══ WORKING DATA ══

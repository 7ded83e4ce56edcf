//! Event-stream protocol shared by the relay and the consumer
//!
//! Every event is a `data: <payload>` line followed by a blank line. Payloads
//! are one of:
//! - `{"type":"metadata","sources":[...],"answerType":"inferred","topSimilarity":0.71}`
//! - a provider token delta `{"choices":[{"delta":{"content":"..."}}]}`
//! - `{"type":"answerTypeUpdate","answerType":"direct"}`
//! - the literal `[DONE]`

mod consumer;
mod relay;
mod tags;

pub use consumer::{ChatClient, EventDecoder, StreamHandler};
pub use relay::{RelayState, StreamRelay};
pub use tags::{AnswerEnvelope, AnswerType};

use scripture_qa_common::SourceCitation;
use serde::{Deserialize, Serialize};
use serde_json::Value;
use thiserror::Error;

/// Sentinel payload ending a stream
pub const DONE_PAYLOAD: &str = "[DONE]";

/// Held payloads larger than this are given up on
const MAX_PENDING_PAYLOAD: usize = 64 * 1024;

/// Sent once, before any token
#[derive(Debug, Clone, PartialEq, Serialize, Deserialize)]
#[serde(rename_all = "camelCase")]
pub struct MetadataEvent {
    #[serde(default)]
    pub sources: Vec<SourceCitation>,

    /// Placeholder until the answer is complete
    #[serde(default, skip_serializing_if = "Option::is_none")]
    pub answer_type: Option<AnswerType>,

    #[serde(default)]
    pub top_similarity: f64,
}

/// Sent once, after the last token
#[derive(Debug, Clone, Copy, PartialEq, Eq, Serialize, Deserialize)]
#[serde(rename_all = "camelCase")]
pub struct AnswerTypeUpdateEvent {
    pub answer_type: AnswerType,
}

/// Events the service synthesizes around the provider's tokens
#[derive(Debug, Clone, PartialEq, Serialize, Deserialize)]
#[serde(tag = "type")]
pub enum ControlEvent {
    #[serde(rename = "metadata", alias = "sources")]
    Metadata(MetadataEvent),

    #[serde(rename = "answerTypeUpdate")]
    AnswerTypeUpdate(AnswerTypeUpdateEvent),
}

impl ControlEvent {
    /// Encode as one complete event frame
    pub fn to_frame(&self) -> String {
        // Serializing these plain structs cannot fail
        let payload = serde_json::to_string(self).unwrap_or_else(|_| "{}".to_string());
        format!("data: {}\n\n", payload)
    }
}

/// A token delta in the provider's wrapped shape
#[derive(Debug, Clone, PartialEq, Serialize, Deserialize)]
pub struct TokenDeltaEvent {
    pub choices: Vec<DeltaChoice>,
}

#[derive(Debug, Clone, PartialEq, Serialize, Deserialize)]
pub struct DeltaChoice {
    #[serde(default)]
    pub delta: Delta,
}

#[derive(Debug, Clone, Default, PartialEq, Serialize, Deserialize)]
pub struct Delta {
    #[serde(default, skip_serializing_if = "Option::is_none")]
    pub content: Option<String>,
}

impl TokenDeltaEvent {
    /// Text carried by the first choice, if any
    pub fn content(&self) -> Option<&str> {
        self.choices
            .first()
            .and_then(|c| c.delta.content.as_deref())
            .filter(|c| !c.is_empty())
    }
}

/// One classified line of the stream
#[derive(Debug, Clone, PartialEq)]
pub enum StreamEvent {
    Metadata(MetadataEvent),
    TokenDelta(TokenDeltaEvent),
    AnswerTypeUpdate(AnswerTypeUpdateEvent),
    Done,
}

#[derive(Debug, Clone, Copy, PartialEq, Eq)]
pub enum MalformedKind {
    /// JSON ended early; more data may complete it
    Incomplete,
    /// Valid JSON that is not a known event
    UnexpectedShape,
    /// Not JSON
    InvalidJson,
}

/// A `data:` payload that could not be classified
#[derive(Debug, Clone, PartialEq, Eq, Error)]
#[error("malformed event ({kind:?}): {detail}")]
pub struct MalformedEvent {
    pub kind: MalformedKind,
    pub payload: String,
    pub detail: String,
}

impl MalformedEvent {
    fn new(kind: MalformedKind, payload: &str, detail: impl ToString) -> Self {
        Self {
            kind,
            payload: payload.to_string(),
            detail: detail.to_string(),
        }
    }
}

/// Payload of a `data:` line, or `None` for comments, blanks and other fields
pub fn data_payload(line: &str) -> Option<&str> {
    let line = line.strip_suffix('\r').unwrap_or(line);
    let rest = line.strip_prefix("data:")?;
    Some(rest.strip_prefix(' ').unwrap_or(rest).trim_end())
}

/// Classify one `data:` payload
pub fn parse_payload(payload: &str) -> Result<StreamEvent, MalformedEvent> {
    let payload = payload.trim();
    if payload == DONE_PAYLOAD {
        return Ok(StreamEvent::Done);
    }

    let value: Value = serde_json::from_str(payload).map_err(|e| {
        let kind = if e.is_eof() {
            MalformedKind::Incomplete
        } else {
            MalformedKind::InvalidJson
        };
        MalformedEvent::new(kind, payload, e)
    })?;

    let shape_error = |e: serde_json::Error| MalformedEvent::new(MalformedKind::UnexpectedShape, payload, e);

    if value.get("type").is_some() {
        return match serde_json::from_value::<ControlEvent>(value).map_err(shape_error)? {
            ControlEvent::Metadata(event) => Ok(StreamEvent::Metadata(event)),
            ControlEvent::AnswerTypeUpdate(event) => Ok(StreamEvent::AnswerTypeUpdate(event)),
        };
    }

    if value.get("choices").is_some() {
        return serde_json::from_value::<TokenDeltaEvent>(value)
            .map(StreamEvent::TokenDelta)
            .map_err(shape_error);
    }

    Err(MalformedEvent::new(
        MalformedKind::UnexpectedShape,
        payload,
        "neither a typed event nor a token delta",
    ))
}

/// Classify one complete line; `Ok(None)` for lines that carry no event
pub fn parse_line(line: &str) -> Result<Option<StreamEvent>, MalformedEvent> {
    match data_payload(line) {
        Some(payload) if !payload.is_empty() => parse_payload(payload).map(Some),
        _ => Ok(None),
    }
}

/// Splits arbitrary byte chunks into complete lines.
///
/// Works on bytes so a multi-byte character split across chunks is only
/// decoded once whole.
#[derive(Debug, Default)]
pub struct LineBuffer {
    buf: Vec<u8>,
}

impl LineBuffer {
    pub fn push(&mut self, chunk: &[u8]) {
        self.buf.extend_from_slice(chunk);
    }

    /// Next complete line including its `\n`
    pub fn next_line(&mut self) -> Option<Vec<u8>> {
        let end = self.buf.iter().position(|&b| b == b'\n')?;
        Some(self.buf.drain(..=end).collect())
    }

    /// Whatever is left after the last `\n`
    pub fn take_remainder(&mut self) -> Vec<u8> {
        std::mem::take(&mut self.buf)
    }

    pub fn is_empty(&self) -> bool {
        self.buf.is_empty()
    }
}

/// Line parser that holds payloads whose JSON is still incomplete.
///
/// A held payload is joined with the next line (SSE joins consecutive data
/// lines with `\n`) and retried. A blank line ends the event, so a payload
/// still incomplete at that point is reported.
#[derive(Debug, Default)]
pub struct EventParser {
    pending: Option<String>,
}

impl EventParser {
    pub fn feed(&mut self, line: &str) -> Result<Option<StreamEvent>, MalformedEvent> {
        let line = line.trim_end_matches(['\n', '\r']);

        let Some(held) = self.pending.take() else {
            return match parse_line(line) {
                Err(e) if e.kind == MalformedKind::Incomplete => {
                    self.pending = Some(e.payload);
                    Ok(None)
                }
                other => other,
            };
        };

        if line.trim().is_empty() {
            return Err(MalformedEvent::new(
                MalformedKind::Incomplete,
                &held,
                "event ended before its payload was complete",
            ));
        }

        let continuation = data_payload(line).unwrap_or(line);
        let joined = format!("{}\n{}", held, continuation);
        match parse_payload(&joined) {
            Err(e) if e.kind == MalformedKind::Incomplete && joined.len() < MAX_PENDING_PAYLOAD => {
                self.pending = Some(joined);
                Ok(None)
            }
            other => other.map(Some),
        }
    }

    /// Report a payload still held when input ends
    pub fn finish(&mut self) -> Option<MalformedEvent> {
        self.pending.take().map(|held| {
            MalformedEvent::new(MalformedKind::Incomplete, &held, "stream ended mid-payload")
        })
    }

    pub fn is_holding(&self) -> bool {
        self.pending.is_some()
    }
}

#[cfg(test)]
mod tests {
    use super::*;

    #[test]
    fn test_parse_token_delta() {
        let event = parse_line(r#"data: {"choices":[{"delta":{"content":"Hello"}}]}"#)
            .unwrap()
            .unwrap();
        match event {
            StreamEvent::TokenDelta(delta) => assert_eq!(delta.content(), Some("Hello")),
            other => panic!("unexpected event: {:?}", other),
        }
    }

    #[test]
    fn test_role_only_delta_has_no_content() {
        let event = parse_line(r#"data: {"choices":[{"delta":{"role":"assistant"}}]}"#)
            .unwrap()
            .unwrap();
        match event {
            StreamEvent::TokenDelta(delta) => assert_eq!(delta.content(), None),
            other => panic!("unexpected event: {:?}", other),
        }
    }

    #[test]
    fn test_parse_metadata_and_legacy_sources_event() {
        let line = r#"data: {"type":"metadata","sources":[{"title":"Ananda Vacanamrtam","reference":"Part 4"}],"answerType":"inferred","topSimilarity":0.42}"#;
        match parse_line(line).unwrap().unwrap() {
            StreamEvent::Metadata(meta) => {
                assert_eq!(meta.sources.len(), 1);
                assert_eq!(meta.answer_type, Some(AnswerType::Inferred));
                assert_eq!(meta.top_similarity, 0.42);
            }
            other => panic!("unexpected event: {:?}", other),
        }

        let legacy = r#"data: {"type":"sources","sources":[]}"#;
        match parse_line(legacy).unwrap().unwrap() {
            StreamEvent::Metadata(meta) => assert_eq!(meta.answer_type, None),
            other => panic!("unexpected event: {:?}", other),
        }
    }

    #[test]
    fn test_parse_answer_type_update_and_done() {
        let line = r#"data: {"type":"answerTypeUpdate","answerType":"direct"}"#;
        assert_eq!(
            parse_line(line).unwrap(),
            Some(StreamEvent::AnswerTypeUpdate(AnswerTypeUpdateEvent {
                answer_type: AnswerType::Direct
            }))
        );
        assert_eq!(parse_line("data: [DONE]").unwrap(), Some(StreamEvent::Done));
        assert_eq!(parse_line("data:[DONE]\r").unwrap(), Some(StreamEvent::Done));
    }

    #[test]
    fn test_non_data_lines_are_ignored() {
        assert_eq!(parse_line("").unwrap(), None);
        assert_eq!(parse_line(": keep-alive").unwrap(), None);
        assert_eq!(parse_line("event: message").unwrap(), None);
        assert_eq!(parse_line("data: ").unwrap(), None);
    }

    #[test]
    fn test_malformed_kinds() {
        let incomplete = parse_line(r#"data: {"choices":[{"delta":{"content":"Hel"#).unwrap_err();
        assert_eq!(incomplete.kind, MalformedKind::Incomplete);

        let invalid = parse_line("data: {broken json}").unwrap_err();
        assert_eq!(invalid.kind, MalformedKind::InvalidJson);

        let shape = parse_line(r#"data: {"type":"telemetry"}"#).unwrap_err();
        assert_eq!(shape.kind, MalformedKind::UnexpectedShape);

        let unknown = parse_line(r#"data: {"hello":"world"}"#).unwrap_err();
        assert_eq!(unknown.kind, MalformedKind::UnexpectedShape);
    }

    #[test]
    fn test_control_event_frames() {
        let frame = ControlEvent::AnswerTypeUpdate(AnswerTypeUpdateEvent {
            answer_type: AnswerType::Direct,
        })
        .to_frame();
        assert_eq!(frame, "data: {\"type\":\"answerTypeUpdate\",\"answerType\":\"direct\"}\n\n");

        let frame = ControlEvent::Metadata(MetadataEvent {
            sources: vec![SourceCitation {
                title: "Subháśita Saḿgraha".into(),
                reference: "Part 2".into(),
            }],
            answer_type: Some(AnswerType::Inferred),
            top_similarity: 0.5,
        })
        .to_frame();
        assert!(frame.starts_with("data: {\"type\":\"metadata\",\"sources\":[{"));
        assert!(frame.contains("\"answerType\":\"inferred\""));
        assert!(frame.contains("\"topSimilarity\":0.5"));
        assert!(frame.ends_with("}\n\n"));
    }

    #[test]
    fn test_line_buffer_handles_split_utf8() {
        let text = "data: ḿ\n";
        let bytes = text.as_bytes();
        let split = "data: ".len() + 1; // inside the three-byte character

        let mut buffer = LineBuffer::default();
        buffer.push(&bytes[..split]);
        assert!(buffer.next_line().is_none());
        buffer.push(&bytes[split..]);
        let line = buffer.next_line().unwrap();
        assert_eq!(std::str::from_utf8(&line).unwrap(), text);
        assert!(buffer.is_empty());
    }

    #[test]
    fn test_parser_holds_incomplete_payload_until_continued() {
        let mut parser = EventParser::default();
        assert_eq!(parser.feed(r#"data: {"choices":[{"delta":"#).unwrap(), None);
        assert!(parser.is_holding());

        let event = parser.feed(r#"data: {"content":"joined"}}]}"#).unwrap().unwrap();
        match event {
            StreamEvent::TokenDelta(delta) => assert_eq!(delta.content(), Some("joined")),
            other => panic!("unexpected event: {:?}", other),
        }
        assert!(!parser.is_holding());
    }

    #[test]
    fn test_parser_reports_payload_cut_by_event_boundary() {
        let mut parser = EventParser::default();
        parser.feed(r#"data: {"choices":"#).unwrap();
        let err = parser.feed("").unwrap_err();
        assert_eq!(err.kind, MalformedKind::Incomplete);

        // The parser recovers for the next event
        assert_eq!(parser.feed("data: [DONE]").unwrap(), Some(StreamEvent::Done));
    }

    #[test]
    fn test_parser_finish_reports_held_payload() {
        let mut parser = EventParser::default();
        assert!(parser.finish().is_none());
        parser.feed(r#"data: {"choices":["#).unwrap();
        assert_eq!(parser.finish().unwrap().kind, MalformedKind::Incomplete);
    }
}
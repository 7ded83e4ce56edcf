//! Error types for scripture-qa services
//!
//! Provides a single error taxonomy with:
//! - Distinct error types for different failure modes
//! - HTTP status code mapping
//! - Structured `{ "error": ..., "code": ... }` responses
//! - Error codes for client handling

use axum::{
    http::StatusCode,
    response::{IntoResponse, Response},
    Json,
};
use serde::{Deserialize, Serialize};
use thiserror::Error;

/// Result type alias using AppError
pub type Result<T> = std::result::Result<T, AppError>;

/// Error codes for machine-readable error identification
#[derive(Debug, Clone, Copy, Serialize, Deserialize, PartialEq, Eq)]
#[serde(rename_all = "SCREAMING_SNAKE_CASE")]
pub enum ErrorCode {
    // Validation errors (1xxx)
    ValidationError,
    MissingField,
    InvalidFormat,
    PayloadTooLarge,

    // Rate limiting (6xxx)
    RateLimited,

    // Database errors (7xxx)
    DatabaseError,
    ConnectionError,

    // External service errors (8xxx)
    UpstreamError,
    EmbeddingError,
    GenerationError,
    RetrievalError,

    // Internal errors (9xxx)
    InternalError,
    ConfigurationError,
    SerializationError,

    // Service unavailable
    ServiceUnavailable,
}

impl ErrorCode {
    /// Get the numeric code for this error
    pub fn as_code(&self) -> u16 {
        match self {
            ErrorCode::ValidationError => 1001,
            ErrorCode::MissingField => 1002,
            ErrorCode::InvalidFormat => 1003,
            ErrorCode::PayloadTooLarge => 1004,

            ErrorCode::RateLimited => 6001,

            ErrorCode::DatabaseError => 7001,
            ErrorCode::ConnectionError => 7002,

            ErrorCode::UpstreamError => 8001,
            ErrorCode::EmbeddingError => 8002,
            ErrorCode::GenerationError => 8003,
            ErrorCode::RetrievalError => 8004,

            ErrorCode::InternalError => 9001,
            ErrorCode::ConfigurationError => 9002,
            ErrorCode::SerializationError => 9003,

            ErrorCode::ServiceUnavailable => 9999,
        }
    }
}

/// Application error types
#[derive(Error, Debug)]
pub enum AppError {
    // Validation errors
    #[error("Validation failed: {message}")]
    Validation {
        message: String,
        field: Option<String>,
    },

    #[error("Required field missing: {field}")]
    MissingField { field: String },

    #[error("Invalid format: {message}")]
    InvalidFormat { message: String },

    #[error("Payload too large: {size} bytes exceeds limit of {limit} bytes")]
    PayloadTooLarge { size: usize, limit: usize },

    // Rate limiting
    #[error("Rate limit exceeded: {limit} requests per second")]
    RateLimited { limit: u32 },

    // Database errors
    #[error("Database error: {0}")]
    Database(#[from] sea_orm::DbErr),

    #[error("Database connection error: {message}")]
    DatabaseConnection { message: String },

    // External service errors
    #[error("Embedding service error: {message}")]
    EmbeddingError { message: String },

    #[error("Generation service error: {message}")]
    GenerationError { message: String },

    #[error("Retrieval failed: {message}")]
    RetrievalError { message: String },

    #[error("HTTP client error: {0}")]
    HttpClient(#[from] reqwest::Error),

    // Internal errors
    #[error("Internal server error: {message}")]
    Internal { message: String },

    #[error("Configuration error: {message}")]
    Configuration { message: String },

    #[error("Serialization error: {0}")]
    Serialization(#[from] serde_json::Error),

    #[error("Service unavailable: {message}")]
    ServiceUnavailable { message: String },

    // Generic
    #[error("{0}")]
    Other(#[from] anyhow::Error),
}

impl AppError {
    /// Get the error code for this error
    pub fn code(&self) -> ErrorCode {
        match self {
            AppError::Validation { .. } => ErrorCode::ValidationError,
            AppError::MissingField { .. } => ErrorCode::MissingField,
            AppError::InvalidFormat { .. } => ErrorCode::InvalidFormat,
            AppError::PayloadTooLarge { .. } => ErrorCode::PayloadTooLarge,
            AppError::RateLimited { .. } => ErrorCode::RateLimited,
            AppError::Database(_) => ErrorCode::DatabaseError,
            AppError::DatabaseConnection { .. } => ErrorCode::ConnectionError,
            AppError::EmbeddingError { .. } => ErrorCode::EmbeddingError,
            AppError::GenerationError { .. } => ErrorCode::GenerationError,
            AppError::RetrievalError { .. } => ErrorCode::RetrievalError,
            AppError::HttpClient(_) => ErrorCode::UpstreamError,
            AppError::Internal { .. } => ErrorCode::InternalError,
            AppError::Configuration { .. } => ErrorCode::ConfigurationError,
            AppError::Serialization(_) => ErrorCode::SerializationError,
            AppError::ServiceUnavailable { .. } => ErrorCode::ServiceUnavailable,
            AppError::Other(_) => ErrorCode::InternalError,
        }
    }

    /// Get the HTTP status code for this error
    pub fn status_code(&self) -> StatusCode {
        match self {
            // 400 Bad Request
            AppError::Validation { .. }
            | AppError::MissingField { .. }
            | AppError::InvalidFormat { .. } => StatusCode::BAD_REQUEST,

            // 413 Payload Too Large
            AppError::PayloadTooLarge { .. } => StatusCode::PAYLOAD_TOO_LARGE,

            // 429 Too Many Requests
            AppError::RateLimited { .. } => StatusCode::TOO_MANY_REQUESTS,

            // 500 Internal Server Error
            AppError::Database(_)
            | AppError::DatabaseConnection { .. }
            | AppError::RetrievalError { .. }
            | AppError::Internal { .. }
            | AppError::Configuration { .. }
            | AppError::Serialization(_)
            | AppError::Other(_) => StatusCode::INTERNAL_SERVER_ERROR,

            // 502 Bad Gateway
            AppError::EmbeddingError { .. }
            | AppError::GenerationError { .. }
            | AppError::HttpClient(_) => StatusCode::BAD_GATEWAY,

            // 503 Service Unavailable
            AppError::ServiceUnavailable { .. } => StatusCode::SERVICE_UNAVAILABLE,
        }
    }

    /// Check if this error should be logged at error level
    pub fn is_server_error(&self) -> bool {
        self.status_code().is_server_error()
    }

    /// Check if this error is a client error
    pub fn is_client_error(&self) -> bool {
        self.status_code().is_client_error()
    }
}

/// Structured error response for API
///
/// `error` carries the human-readable message so browser clients can show it
/// directly; `code` is there for programmatic handling.
#[derive(Debug, Serialize, Deserialize)]
pub struct ErrorResponse {
    pub error: String,
    pub code: ErrorCode,
}

impl IntoResponse for AppError {
    fn into_response(self) -> Response {
        let status = self.status_code();
        let code = self.code();
        let message = self.to_string();

        // Log based on severity
        if self.is_server_error() {
            tracing::error!(
                error = %message,
                code = ?code,
                status = status.as_u16(),
                "Server error"
            );
        } else if self.is_client_error() {
            tracing::warn!(
                error = %message,
                code = ?code,
                status = status.as_u16(),
                "Client error"
            );
        }

        (status, Json(ErrorResponse { error: message, code })).into_response()
    }
}

impl From<std::io::Error> for AppError {
    fn from(err: std::io::Error) -> Self {
        AppError::Internal {
            message: err.to_string(),
        }
    }
}

impl From<config::ConfigError> for AppError {
    fn from(err: config::ConfigError) -> Self {
        AppError::Configuration {
            message: err.to_string(),
        }
    }
}
//! Read access to the pre-built document index

use super::documents::{
    ColumnDescription, DocumentRecord, Provenance, TableDescription, UNKNOWN_SOURCE,
};
use super::DbPool;
use crate::errors::{AppError, Result};
use async_trait::async_trait;
use sea_orm::{ConnectionTrait, DbBackend, QueryResult, Statement};

/// Queryable collaborator exposing similarity and pattern-match search
#[async_trait]
pub trait DocumentStore: Send + Sync {
    /// Documents whose similarity to `embedding` is at least `threshold`, best first
    async fn match_documents(
        &self,
        embedding: &[f32],
        threshold: f64,
        count: usize,
    ) -> Result<Vec<DocumentRecord>>;

    /// Documents whose content contains every pattern (case-insensitive)
    async fn match_content(&self, patterns: &[String], limit: usize) -> Result<Vec<DocumentRecord>>;

    /// Check connectivity
    async fn ping(&self) -> Result<()>;

    /// Tables and columns visible to the service
    async fn describe_tables(&self) -> Result<Vec<TableDescription>>;
}

/// Postgres + pgvector implementation
#[derive(Clone)]
pub struct PgDocumentStore {
    pool: DbPool,
    documents_table: String,
    match_function: String,
}

impl PgDocumentStore {
    /// Table and function names must already be validated identifiers
    pub fn new(pool: DbPool, documents_table: &str, match_function: &str) -> Self {
        Self {
            pool,
            documents_table: documents_table.to_string(),
            match_function: match_function.to_string(),
        }
    }
}

/// Escape `%`, `_` and `\` so user text matches literally inside ILIKE
pub fn escape_like(raw: &str) -> String {
    let mut escaped = String::with_capacity(raw.len());
    for c in raw.chars() {
        if matches!(c, '%' | '_' | '\\') {
            escaped.push('\\');
        }
        escaped.push(c);
    }
    escaped
}

fn format_embedding(embedding: &[f32]) -> String {
    format!(
        "[{}]",
        embedding
            .iter()
            .map(|f| f.to_string())
            .collect::<Vec<_>>()
            .join(",")
    )
}

fn content_match_sql(table: &str, pattern_count: usize) -> String {
    let predicates = (1..=pattern_count)
        .map(|n| format!(r"content ILIKE ${} ESCAPE '\'", n))
        .collect::<Vec<_>>()
        .join(" AND ");

    format!(
        "SELECT id::text AS id, title, content, doc_id::text AS doc_id \
         FROM {} WHERE {} LIMIT ${}",
        table,
        predicates,
        pattern_count + 1
    )
}

fn row_to_record(row: &QueryResult, provenance: Provenance) -> Result<DocumentRecord> {
    let similarity = match provenance {
        Provenance::Vector => row.try_get::<Option<f64>>("", "similarity")?,
        Provenance::Keyword => Some(0.0),
    };

    Ok(DocumentRecord {
        id: row.try_get::<Option<String>>("", "id")?,
        title: row
            .try_get::<Option<String>>("", "title")?
            .filter(|t| !t.is_empty())
            .unwrap_or_else(|| UNKNOWN_SOURCE.to_string()),
        content: row.try_get::<Option<String>>("", "content")?.unwrap_or_default(),
        doc_id: row.try_get::<Option<String>>("", "doc_id")?,
        similarity,
        provenance,
    })
}

#[async_trait]
impl DocumentStore for PgDocumentStore {
    async fn match_documents(
        &self,
        embedding: &[f32],
        threshold: f64,
        count: usize,
    ) -> Result<Vec<DocumentRecord>> {
        let sql = format!(
            "SELECT id::text AS id, title, content, doc_id::text AS doc_id, \
             similarity::float8 AS similarity \
             FROM {}($1::vector, $2, $3)",
            self.match_function
        );

        let values: Vec<sea_orm::Value> = vec![
            format_embedding(embedding).into(),
            threshold.into(),
            (count as i32).into(),
        ];

        let stmt = Statement::from_sql_and_values(DbBackend::Postgres, &sql, values);

        self.pool
            .read()
            .query_all(stmt)
            .await?
            .iter()
            .map(|row| row_to_record(row, Provenance::Vector))
            .collect()
    }

    async fn match_content(&self, patterns: &[String], limit: usize) -> Result<Vec<DocumentRecord>> {
        if patterns.is_empty() {
            return Err(AppError::Validation {
                message: "content match requires at least one pattern".to_string(),
                field: None,
            });
        }

        let sql = content_match_sql(&self.documents_table, patterns.len());

        let mut values: Vec<sea_orm::Value> = patterns
            .iter()
            .map(|p| format!("%{}%", escape_like(p)).into())
            .collect();
        values.push((limit as i64).into());

        let stmt = Statement::from_sql_and_values(DbBackend::Postgres, &sql, values);

        self.pool
            .read()
            .query_all(stmt)
            .await?
            .iter()
            .map(|row| row_to_record(row, Provenance::Keyword))
            .collect()
    }

    async fn ping(&self) -> Result<()> {
        self.pool.ping().await
    }

    async fn describe_tables(&self) -> Result<Vec<TableDescription>> {
        let stmt = Statement::from_string(
            DbBackend::Postgres,
            "SELECT table_name::text AS table_name, column_name::text AS column_name, \
             data_type::text AS data_type \
             FROM information_schema.columns \
             WHERE table_schema = 'public' \
             ORDER BY table_name, ordinal_position",
        );

        let rows = self.pool.read().query_all(stmt).await?;

        let mut tables: Vec<TableDescription> = Vec::new();
        for row in &rows {
            let table: String = row.try_get("", "table_name")?;
            let column = ColumnDescription {
                name: row.try_get("", "column_name")?,
                data_type: row.try_get("", "data_type")?,
            };

            match tables.last_mut() {
                Some(last) if last.name == table => last.columns.push(column),
                _ => tables.push(TableDescription {
                    name: table,
                    columns: vec![column],
                }),
            }
        }

        Ok(tables)
    }
}
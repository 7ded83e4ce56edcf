//! API handlers module

pub mod chat;
pub mod health;
pub mod store;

═══

**WORK ITEM**
Copy task for the entries above: every line with the string "ended".

**RESULT FOR THIS TASK**
    /// JSON ended early; more data may complete it
                "event ended before its payload was complete",
            MalformedEvent::new(MalformedKind::Incomplete, &held, "stream ended mid-payload")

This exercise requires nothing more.